### MATERIAL TO PROCESS ###
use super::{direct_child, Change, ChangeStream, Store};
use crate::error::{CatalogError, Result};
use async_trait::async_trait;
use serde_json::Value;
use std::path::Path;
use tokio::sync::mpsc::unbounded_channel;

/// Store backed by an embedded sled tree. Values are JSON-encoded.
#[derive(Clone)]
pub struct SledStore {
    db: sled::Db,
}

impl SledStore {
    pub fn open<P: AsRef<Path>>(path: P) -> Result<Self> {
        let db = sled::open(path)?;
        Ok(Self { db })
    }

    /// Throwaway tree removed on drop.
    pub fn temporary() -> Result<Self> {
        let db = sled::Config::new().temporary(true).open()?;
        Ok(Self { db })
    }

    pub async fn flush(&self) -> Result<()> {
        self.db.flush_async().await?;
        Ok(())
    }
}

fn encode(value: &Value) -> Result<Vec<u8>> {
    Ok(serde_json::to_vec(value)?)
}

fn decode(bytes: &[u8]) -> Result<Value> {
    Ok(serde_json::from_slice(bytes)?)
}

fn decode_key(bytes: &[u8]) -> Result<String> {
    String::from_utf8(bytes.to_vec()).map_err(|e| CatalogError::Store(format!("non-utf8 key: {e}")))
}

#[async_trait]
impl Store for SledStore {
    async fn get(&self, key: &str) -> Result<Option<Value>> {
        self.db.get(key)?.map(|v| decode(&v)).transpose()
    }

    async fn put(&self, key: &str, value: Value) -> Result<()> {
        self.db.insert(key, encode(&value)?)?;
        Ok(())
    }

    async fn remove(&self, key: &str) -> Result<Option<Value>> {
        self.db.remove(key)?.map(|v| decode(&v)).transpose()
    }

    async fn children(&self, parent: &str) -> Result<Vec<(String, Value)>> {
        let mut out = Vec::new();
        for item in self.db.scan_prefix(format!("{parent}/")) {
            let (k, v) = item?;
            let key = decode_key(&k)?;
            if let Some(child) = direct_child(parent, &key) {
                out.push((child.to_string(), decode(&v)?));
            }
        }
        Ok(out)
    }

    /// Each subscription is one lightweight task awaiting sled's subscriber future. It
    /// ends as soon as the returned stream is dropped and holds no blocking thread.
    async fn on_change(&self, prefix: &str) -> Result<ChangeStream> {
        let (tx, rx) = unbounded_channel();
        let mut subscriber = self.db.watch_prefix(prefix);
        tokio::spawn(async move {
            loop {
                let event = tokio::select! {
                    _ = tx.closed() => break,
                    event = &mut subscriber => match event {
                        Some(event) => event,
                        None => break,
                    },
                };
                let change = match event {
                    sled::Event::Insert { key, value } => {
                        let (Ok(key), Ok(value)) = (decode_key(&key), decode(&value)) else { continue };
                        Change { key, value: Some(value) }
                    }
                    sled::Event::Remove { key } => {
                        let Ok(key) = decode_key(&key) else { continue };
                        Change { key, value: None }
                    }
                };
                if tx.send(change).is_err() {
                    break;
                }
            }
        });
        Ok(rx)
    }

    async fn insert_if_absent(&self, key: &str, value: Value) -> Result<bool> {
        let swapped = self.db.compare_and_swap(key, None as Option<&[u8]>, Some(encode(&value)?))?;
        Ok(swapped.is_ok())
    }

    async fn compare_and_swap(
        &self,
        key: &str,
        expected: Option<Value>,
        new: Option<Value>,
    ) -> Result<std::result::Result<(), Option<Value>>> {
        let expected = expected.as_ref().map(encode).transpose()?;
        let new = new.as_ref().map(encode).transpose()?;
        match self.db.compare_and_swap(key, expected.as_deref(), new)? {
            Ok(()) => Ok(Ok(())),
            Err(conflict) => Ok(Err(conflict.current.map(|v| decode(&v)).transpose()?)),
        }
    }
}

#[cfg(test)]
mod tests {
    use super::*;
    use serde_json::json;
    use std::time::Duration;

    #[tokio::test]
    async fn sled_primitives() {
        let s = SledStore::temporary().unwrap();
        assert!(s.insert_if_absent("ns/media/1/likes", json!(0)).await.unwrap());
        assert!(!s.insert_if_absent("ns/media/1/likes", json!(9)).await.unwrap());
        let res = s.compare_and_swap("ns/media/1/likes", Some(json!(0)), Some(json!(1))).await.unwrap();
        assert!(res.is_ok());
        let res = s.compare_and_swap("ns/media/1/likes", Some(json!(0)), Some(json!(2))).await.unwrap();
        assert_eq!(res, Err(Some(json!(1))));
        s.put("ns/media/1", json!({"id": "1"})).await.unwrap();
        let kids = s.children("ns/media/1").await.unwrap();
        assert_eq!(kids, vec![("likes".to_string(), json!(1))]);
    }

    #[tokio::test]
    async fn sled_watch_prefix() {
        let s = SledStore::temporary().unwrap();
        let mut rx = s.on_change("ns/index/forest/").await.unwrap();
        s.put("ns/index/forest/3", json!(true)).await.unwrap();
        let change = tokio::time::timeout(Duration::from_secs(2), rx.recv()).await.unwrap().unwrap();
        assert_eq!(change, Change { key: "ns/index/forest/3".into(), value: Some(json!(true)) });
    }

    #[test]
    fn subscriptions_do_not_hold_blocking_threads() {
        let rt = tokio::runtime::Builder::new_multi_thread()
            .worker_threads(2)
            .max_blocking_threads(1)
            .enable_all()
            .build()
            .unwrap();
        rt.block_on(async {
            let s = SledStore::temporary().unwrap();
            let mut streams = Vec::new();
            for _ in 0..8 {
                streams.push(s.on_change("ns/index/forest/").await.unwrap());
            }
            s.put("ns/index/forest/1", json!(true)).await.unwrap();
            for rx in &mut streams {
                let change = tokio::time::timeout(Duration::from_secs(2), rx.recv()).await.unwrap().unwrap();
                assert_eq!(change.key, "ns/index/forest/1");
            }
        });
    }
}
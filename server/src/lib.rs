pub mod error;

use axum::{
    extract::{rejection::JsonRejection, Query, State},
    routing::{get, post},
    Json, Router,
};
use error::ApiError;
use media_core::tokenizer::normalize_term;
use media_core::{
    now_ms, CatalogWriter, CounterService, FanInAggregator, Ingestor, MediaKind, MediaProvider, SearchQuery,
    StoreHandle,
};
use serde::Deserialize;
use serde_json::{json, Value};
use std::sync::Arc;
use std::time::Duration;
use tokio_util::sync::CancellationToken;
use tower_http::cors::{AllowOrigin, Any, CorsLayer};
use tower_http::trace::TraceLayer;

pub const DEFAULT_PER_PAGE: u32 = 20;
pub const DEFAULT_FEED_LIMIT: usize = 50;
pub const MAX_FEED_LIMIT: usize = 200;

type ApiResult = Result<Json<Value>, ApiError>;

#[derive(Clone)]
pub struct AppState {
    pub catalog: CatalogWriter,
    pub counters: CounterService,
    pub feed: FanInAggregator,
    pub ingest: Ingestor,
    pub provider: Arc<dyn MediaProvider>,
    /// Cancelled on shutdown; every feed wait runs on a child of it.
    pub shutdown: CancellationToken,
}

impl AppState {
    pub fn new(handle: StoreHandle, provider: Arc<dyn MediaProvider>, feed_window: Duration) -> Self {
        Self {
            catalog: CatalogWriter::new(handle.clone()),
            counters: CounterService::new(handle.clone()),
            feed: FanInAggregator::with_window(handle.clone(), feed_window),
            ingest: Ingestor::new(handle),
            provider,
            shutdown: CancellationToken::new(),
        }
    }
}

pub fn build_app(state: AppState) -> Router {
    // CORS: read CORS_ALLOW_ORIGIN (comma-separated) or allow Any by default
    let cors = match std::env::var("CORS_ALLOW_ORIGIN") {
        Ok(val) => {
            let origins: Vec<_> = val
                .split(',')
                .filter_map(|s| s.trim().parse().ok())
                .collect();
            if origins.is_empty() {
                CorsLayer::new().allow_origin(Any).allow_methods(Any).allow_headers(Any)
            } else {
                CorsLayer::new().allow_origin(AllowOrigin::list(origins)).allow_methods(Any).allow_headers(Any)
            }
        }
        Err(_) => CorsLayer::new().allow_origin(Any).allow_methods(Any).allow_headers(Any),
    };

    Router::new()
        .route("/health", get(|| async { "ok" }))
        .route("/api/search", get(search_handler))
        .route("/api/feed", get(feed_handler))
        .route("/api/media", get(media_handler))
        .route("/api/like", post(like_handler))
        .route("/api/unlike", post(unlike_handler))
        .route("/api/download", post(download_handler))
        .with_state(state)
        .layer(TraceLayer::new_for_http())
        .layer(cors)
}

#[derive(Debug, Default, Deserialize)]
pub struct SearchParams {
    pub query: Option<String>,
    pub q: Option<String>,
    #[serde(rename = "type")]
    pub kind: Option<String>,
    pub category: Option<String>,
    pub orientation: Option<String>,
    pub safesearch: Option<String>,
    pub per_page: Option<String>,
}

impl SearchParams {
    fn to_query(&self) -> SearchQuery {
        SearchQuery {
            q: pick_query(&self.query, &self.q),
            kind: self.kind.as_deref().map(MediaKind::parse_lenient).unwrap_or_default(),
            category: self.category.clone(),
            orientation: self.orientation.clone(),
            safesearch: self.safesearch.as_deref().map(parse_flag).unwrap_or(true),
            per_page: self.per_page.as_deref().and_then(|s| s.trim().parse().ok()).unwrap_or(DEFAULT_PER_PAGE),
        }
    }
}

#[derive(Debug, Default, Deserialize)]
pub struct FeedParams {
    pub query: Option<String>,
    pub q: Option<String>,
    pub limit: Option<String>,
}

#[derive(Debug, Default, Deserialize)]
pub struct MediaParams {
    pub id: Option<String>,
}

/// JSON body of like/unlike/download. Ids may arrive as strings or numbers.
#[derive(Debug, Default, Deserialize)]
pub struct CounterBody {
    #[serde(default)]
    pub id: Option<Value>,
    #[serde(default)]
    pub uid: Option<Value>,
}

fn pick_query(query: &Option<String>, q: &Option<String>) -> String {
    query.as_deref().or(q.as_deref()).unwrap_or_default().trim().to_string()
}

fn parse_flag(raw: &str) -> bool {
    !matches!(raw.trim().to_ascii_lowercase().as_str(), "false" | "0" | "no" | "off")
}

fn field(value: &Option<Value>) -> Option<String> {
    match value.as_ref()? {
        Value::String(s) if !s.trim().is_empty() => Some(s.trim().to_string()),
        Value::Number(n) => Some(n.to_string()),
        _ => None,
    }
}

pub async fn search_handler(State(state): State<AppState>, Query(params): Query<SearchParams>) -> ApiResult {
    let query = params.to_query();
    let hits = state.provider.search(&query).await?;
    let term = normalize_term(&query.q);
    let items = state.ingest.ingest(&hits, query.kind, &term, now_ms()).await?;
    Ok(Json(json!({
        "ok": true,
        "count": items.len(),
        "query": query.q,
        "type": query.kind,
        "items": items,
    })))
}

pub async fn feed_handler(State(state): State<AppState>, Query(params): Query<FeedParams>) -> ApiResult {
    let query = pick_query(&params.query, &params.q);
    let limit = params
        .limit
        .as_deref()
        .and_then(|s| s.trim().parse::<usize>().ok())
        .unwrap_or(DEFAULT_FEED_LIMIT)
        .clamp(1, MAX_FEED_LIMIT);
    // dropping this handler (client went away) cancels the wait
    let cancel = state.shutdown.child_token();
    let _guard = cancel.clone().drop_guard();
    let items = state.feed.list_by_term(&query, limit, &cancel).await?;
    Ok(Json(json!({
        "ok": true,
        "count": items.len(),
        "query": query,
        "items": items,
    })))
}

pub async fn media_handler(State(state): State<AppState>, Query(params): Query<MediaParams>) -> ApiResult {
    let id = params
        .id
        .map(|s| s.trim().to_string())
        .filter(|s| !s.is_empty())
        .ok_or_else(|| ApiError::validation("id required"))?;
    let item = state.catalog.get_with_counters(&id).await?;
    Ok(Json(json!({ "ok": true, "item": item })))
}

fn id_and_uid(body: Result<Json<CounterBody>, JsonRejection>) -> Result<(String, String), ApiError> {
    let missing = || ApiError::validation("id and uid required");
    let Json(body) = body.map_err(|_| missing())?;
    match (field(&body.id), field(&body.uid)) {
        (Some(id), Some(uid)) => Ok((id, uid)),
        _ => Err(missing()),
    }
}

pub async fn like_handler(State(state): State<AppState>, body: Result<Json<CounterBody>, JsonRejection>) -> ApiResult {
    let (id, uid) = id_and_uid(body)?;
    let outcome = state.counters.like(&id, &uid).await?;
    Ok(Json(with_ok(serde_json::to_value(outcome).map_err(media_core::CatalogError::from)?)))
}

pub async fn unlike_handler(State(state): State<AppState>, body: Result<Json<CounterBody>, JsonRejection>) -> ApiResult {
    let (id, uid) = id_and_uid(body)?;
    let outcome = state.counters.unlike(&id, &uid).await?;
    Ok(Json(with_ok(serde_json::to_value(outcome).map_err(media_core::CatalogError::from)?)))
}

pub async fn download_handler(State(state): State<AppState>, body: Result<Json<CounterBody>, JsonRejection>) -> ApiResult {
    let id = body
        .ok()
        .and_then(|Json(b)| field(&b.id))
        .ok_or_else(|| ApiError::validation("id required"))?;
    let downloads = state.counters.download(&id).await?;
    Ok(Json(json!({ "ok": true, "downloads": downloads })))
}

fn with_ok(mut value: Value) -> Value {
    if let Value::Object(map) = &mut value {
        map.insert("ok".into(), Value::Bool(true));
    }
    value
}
###
### MATERIAL TO PROCESS ###
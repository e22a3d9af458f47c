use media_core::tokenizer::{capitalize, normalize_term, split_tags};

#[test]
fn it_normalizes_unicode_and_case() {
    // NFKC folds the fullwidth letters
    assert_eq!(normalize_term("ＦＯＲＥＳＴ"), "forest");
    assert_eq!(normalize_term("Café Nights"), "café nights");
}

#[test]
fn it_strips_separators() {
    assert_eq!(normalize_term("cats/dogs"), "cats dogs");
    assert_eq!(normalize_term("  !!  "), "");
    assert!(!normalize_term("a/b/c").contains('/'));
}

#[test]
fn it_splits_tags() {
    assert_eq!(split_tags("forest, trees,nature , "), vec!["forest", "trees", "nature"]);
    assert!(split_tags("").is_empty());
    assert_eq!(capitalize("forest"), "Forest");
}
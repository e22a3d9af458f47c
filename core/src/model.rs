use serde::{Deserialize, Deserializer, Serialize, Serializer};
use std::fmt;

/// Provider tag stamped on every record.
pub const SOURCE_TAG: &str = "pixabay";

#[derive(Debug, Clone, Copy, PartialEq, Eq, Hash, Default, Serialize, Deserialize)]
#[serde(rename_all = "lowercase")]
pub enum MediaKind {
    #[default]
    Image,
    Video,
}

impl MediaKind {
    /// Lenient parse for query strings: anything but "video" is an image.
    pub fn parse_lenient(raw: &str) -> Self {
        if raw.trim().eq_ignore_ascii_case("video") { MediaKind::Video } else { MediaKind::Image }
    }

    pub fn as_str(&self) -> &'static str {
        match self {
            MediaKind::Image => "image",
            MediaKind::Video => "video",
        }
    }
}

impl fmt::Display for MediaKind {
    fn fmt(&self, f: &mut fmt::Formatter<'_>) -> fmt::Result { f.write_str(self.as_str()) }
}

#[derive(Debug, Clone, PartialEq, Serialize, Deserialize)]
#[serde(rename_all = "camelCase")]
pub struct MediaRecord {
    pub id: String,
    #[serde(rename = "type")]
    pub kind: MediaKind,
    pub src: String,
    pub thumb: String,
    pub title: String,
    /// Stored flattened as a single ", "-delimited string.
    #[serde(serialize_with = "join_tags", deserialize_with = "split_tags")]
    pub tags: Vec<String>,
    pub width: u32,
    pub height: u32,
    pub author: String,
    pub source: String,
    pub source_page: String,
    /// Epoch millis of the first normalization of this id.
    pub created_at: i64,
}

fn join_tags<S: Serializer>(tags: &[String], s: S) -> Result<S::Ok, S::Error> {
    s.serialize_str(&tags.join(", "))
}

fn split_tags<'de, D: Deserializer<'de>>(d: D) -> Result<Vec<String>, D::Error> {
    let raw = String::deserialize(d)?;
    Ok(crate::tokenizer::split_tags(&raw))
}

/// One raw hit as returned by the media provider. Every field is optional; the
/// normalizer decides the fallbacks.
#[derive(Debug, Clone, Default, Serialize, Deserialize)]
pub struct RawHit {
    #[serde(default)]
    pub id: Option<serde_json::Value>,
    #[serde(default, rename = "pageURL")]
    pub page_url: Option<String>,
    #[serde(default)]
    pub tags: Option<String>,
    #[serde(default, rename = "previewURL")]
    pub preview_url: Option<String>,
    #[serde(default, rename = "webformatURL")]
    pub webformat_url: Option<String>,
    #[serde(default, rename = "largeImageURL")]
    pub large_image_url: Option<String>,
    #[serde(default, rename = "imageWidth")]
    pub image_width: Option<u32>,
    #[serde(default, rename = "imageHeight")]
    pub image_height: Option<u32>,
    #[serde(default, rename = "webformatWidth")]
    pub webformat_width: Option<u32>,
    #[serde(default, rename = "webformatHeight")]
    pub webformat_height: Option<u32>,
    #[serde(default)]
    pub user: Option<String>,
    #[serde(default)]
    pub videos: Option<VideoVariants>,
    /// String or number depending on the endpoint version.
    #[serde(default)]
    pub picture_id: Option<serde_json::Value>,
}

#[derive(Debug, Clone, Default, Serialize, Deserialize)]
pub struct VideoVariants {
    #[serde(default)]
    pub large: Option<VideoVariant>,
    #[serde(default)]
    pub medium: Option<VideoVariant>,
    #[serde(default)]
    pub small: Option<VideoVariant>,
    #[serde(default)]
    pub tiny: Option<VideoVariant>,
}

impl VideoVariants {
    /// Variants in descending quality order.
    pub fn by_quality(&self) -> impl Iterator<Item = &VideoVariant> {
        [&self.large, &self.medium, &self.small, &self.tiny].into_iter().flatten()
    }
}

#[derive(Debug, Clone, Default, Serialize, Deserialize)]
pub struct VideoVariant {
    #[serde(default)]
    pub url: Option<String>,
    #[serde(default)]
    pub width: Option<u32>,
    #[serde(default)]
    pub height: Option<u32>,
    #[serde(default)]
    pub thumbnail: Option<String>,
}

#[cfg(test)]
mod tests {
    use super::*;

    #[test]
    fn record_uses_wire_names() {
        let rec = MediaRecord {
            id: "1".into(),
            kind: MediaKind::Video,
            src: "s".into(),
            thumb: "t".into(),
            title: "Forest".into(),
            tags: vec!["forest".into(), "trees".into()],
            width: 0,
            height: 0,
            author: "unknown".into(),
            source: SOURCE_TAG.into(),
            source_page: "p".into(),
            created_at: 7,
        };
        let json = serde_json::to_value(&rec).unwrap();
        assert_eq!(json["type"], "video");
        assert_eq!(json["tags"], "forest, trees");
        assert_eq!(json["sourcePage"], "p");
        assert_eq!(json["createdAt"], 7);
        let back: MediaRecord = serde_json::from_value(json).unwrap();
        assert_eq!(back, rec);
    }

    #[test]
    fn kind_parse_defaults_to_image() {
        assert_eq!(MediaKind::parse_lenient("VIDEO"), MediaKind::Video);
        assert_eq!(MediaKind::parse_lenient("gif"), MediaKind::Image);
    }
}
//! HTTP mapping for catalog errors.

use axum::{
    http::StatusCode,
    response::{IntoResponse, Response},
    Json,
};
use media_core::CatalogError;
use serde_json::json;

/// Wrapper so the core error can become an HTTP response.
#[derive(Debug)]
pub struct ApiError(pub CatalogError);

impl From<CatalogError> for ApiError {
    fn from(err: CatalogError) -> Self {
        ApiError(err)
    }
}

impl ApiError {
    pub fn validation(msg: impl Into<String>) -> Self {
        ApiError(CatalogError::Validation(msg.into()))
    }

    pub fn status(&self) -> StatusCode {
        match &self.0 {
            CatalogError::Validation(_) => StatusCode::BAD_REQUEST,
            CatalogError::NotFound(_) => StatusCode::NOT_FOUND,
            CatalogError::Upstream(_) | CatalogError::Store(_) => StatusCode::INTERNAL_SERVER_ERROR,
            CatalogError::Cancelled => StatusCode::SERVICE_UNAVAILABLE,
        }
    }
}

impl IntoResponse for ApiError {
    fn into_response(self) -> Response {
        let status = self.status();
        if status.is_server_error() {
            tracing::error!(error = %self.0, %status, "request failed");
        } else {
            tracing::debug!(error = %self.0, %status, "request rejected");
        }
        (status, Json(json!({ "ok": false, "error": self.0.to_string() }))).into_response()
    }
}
###
:: WHAT THE TASK ASKS ::
Among the records above, find each line holding "type" and list it.

:: EXERCISE ANSWER ::
type ApiResult = Result<Json<Value>, ApiError>;
    #[serde(rename = "type")]
        "type": query.kind,
    #[serde(rename = "type")]
        assert_eq!(json["type"], "video");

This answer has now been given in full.